What to do: Report each line from the entries in which "StdDuration" can be found.

Stored data:
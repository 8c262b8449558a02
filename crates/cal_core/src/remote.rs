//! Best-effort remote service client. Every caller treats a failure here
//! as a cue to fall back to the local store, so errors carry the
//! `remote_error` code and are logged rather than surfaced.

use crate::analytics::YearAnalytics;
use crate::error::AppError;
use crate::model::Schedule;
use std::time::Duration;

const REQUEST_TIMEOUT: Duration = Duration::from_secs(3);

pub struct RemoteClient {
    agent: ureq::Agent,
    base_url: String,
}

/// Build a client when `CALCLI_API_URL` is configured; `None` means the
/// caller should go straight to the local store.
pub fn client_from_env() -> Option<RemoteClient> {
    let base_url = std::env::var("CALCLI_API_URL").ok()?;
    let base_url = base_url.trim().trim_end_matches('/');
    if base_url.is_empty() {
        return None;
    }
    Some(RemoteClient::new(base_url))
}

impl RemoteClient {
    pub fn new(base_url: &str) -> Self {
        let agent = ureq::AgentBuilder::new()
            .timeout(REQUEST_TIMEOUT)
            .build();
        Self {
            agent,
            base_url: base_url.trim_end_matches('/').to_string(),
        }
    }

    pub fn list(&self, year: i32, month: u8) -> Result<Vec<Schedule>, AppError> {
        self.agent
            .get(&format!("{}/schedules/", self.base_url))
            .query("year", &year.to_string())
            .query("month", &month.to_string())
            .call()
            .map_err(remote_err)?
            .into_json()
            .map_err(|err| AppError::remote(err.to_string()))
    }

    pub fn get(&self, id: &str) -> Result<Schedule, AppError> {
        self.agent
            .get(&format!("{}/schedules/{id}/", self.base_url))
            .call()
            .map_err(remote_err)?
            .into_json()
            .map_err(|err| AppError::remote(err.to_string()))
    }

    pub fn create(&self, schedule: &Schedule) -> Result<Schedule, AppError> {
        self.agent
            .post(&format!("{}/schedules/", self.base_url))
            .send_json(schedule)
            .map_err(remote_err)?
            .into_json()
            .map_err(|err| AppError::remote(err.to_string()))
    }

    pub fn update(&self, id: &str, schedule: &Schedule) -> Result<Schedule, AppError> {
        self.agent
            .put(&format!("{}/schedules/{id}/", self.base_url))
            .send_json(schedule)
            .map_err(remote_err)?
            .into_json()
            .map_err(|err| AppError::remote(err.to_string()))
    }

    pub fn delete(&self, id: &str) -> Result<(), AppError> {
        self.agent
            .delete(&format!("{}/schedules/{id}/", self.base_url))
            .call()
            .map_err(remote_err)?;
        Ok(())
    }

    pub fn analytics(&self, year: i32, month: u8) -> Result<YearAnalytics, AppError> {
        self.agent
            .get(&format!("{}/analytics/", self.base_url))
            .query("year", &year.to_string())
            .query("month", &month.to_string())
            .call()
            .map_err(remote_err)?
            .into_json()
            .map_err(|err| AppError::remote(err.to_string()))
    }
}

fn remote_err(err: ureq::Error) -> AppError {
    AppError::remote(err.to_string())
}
--
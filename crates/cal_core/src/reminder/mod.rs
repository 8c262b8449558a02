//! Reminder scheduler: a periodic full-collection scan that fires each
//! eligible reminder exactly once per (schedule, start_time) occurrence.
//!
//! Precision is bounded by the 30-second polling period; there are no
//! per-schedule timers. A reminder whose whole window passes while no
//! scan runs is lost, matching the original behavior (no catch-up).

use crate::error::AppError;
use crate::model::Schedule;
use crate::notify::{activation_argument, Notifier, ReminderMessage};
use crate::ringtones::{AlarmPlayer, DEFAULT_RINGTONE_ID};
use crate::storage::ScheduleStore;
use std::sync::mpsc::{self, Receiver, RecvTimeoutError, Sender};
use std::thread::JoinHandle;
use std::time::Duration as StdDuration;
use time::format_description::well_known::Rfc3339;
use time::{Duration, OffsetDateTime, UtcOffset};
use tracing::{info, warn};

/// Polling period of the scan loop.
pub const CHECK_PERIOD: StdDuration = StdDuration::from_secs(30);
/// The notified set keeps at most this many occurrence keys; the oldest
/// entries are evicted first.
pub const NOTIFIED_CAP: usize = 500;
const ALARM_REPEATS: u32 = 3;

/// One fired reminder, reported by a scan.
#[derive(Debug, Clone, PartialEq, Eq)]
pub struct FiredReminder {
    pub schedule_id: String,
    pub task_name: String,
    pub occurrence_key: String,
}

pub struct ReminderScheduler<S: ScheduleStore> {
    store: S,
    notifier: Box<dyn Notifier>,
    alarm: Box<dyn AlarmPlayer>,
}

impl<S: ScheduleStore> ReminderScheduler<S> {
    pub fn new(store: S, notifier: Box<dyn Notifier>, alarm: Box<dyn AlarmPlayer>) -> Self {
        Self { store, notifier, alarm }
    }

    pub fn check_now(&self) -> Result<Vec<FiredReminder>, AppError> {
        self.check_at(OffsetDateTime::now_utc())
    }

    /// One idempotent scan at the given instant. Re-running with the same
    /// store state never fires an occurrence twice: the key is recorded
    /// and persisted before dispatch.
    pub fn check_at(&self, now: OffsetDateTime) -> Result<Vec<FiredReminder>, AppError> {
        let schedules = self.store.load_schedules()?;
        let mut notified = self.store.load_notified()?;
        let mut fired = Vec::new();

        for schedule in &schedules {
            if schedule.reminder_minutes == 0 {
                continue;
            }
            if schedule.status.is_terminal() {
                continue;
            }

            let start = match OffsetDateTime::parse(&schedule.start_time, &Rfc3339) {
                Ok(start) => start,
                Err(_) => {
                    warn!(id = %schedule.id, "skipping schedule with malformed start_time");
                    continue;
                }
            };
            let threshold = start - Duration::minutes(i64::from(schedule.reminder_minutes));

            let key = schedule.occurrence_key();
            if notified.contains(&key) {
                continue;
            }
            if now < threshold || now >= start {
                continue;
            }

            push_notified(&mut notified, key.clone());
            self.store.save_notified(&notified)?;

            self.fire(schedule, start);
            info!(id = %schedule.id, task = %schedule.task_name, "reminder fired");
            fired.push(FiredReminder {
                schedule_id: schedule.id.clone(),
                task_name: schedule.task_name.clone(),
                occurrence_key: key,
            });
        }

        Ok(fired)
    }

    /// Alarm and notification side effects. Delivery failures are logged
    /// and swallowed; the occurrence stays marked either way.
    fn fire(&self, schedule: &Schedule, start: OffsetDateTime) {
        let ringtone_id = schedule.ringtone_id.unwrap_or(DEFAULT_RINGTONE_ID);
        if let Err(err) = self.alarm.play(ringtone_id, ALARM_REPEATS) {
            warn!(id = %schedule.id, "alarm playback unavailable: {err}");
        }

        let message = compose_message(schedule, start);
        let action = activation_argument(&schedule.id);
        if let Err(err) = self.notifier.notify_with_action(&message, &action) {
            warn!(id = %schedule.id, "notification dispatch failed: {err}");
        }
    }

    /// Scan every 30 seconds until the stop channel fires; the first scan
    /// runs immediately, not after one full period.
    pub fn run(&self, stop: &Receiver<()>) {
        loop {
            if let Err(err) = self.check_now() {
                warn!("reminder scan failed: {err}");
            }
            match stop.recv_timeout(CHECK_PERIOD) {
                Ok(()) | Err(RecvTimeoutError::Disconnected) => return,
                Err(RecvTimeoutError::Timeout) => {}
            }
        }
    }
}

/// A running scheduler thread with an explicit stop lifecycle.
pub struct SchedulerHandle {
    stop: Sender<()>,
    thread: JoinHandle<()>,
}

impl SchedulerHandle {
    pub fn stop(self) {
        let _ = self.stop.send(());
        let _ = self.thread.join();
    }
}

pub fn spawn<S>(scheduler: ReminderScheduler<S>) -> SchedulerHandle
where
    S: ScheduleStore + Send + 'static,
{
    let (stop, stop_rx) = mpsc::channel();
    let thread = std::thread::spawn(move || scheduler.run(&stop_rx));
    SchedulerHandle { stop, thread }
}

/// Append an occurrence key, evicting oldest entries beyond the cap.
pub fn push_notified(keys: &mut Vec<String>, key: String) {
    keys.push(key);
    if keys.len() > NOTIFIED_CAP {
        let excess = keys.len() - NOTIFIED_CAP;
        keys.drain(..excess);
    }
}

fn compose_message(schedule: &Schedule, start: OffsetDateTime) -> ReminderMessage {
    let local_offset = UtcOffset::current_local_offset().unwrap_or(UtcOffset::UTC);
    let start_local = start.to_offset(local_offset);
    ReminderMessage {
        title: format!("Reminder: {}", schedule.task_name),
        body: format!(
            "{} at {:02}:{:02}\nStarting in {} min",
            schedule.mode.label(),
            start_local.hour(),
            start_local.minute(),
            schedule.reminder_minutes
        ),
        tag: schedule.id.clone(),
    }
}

Final answer:
use std::time::Duration as StdDuration;
pub const CHECK_PERIOD: StdDuration = StdDuration::from_secs(30);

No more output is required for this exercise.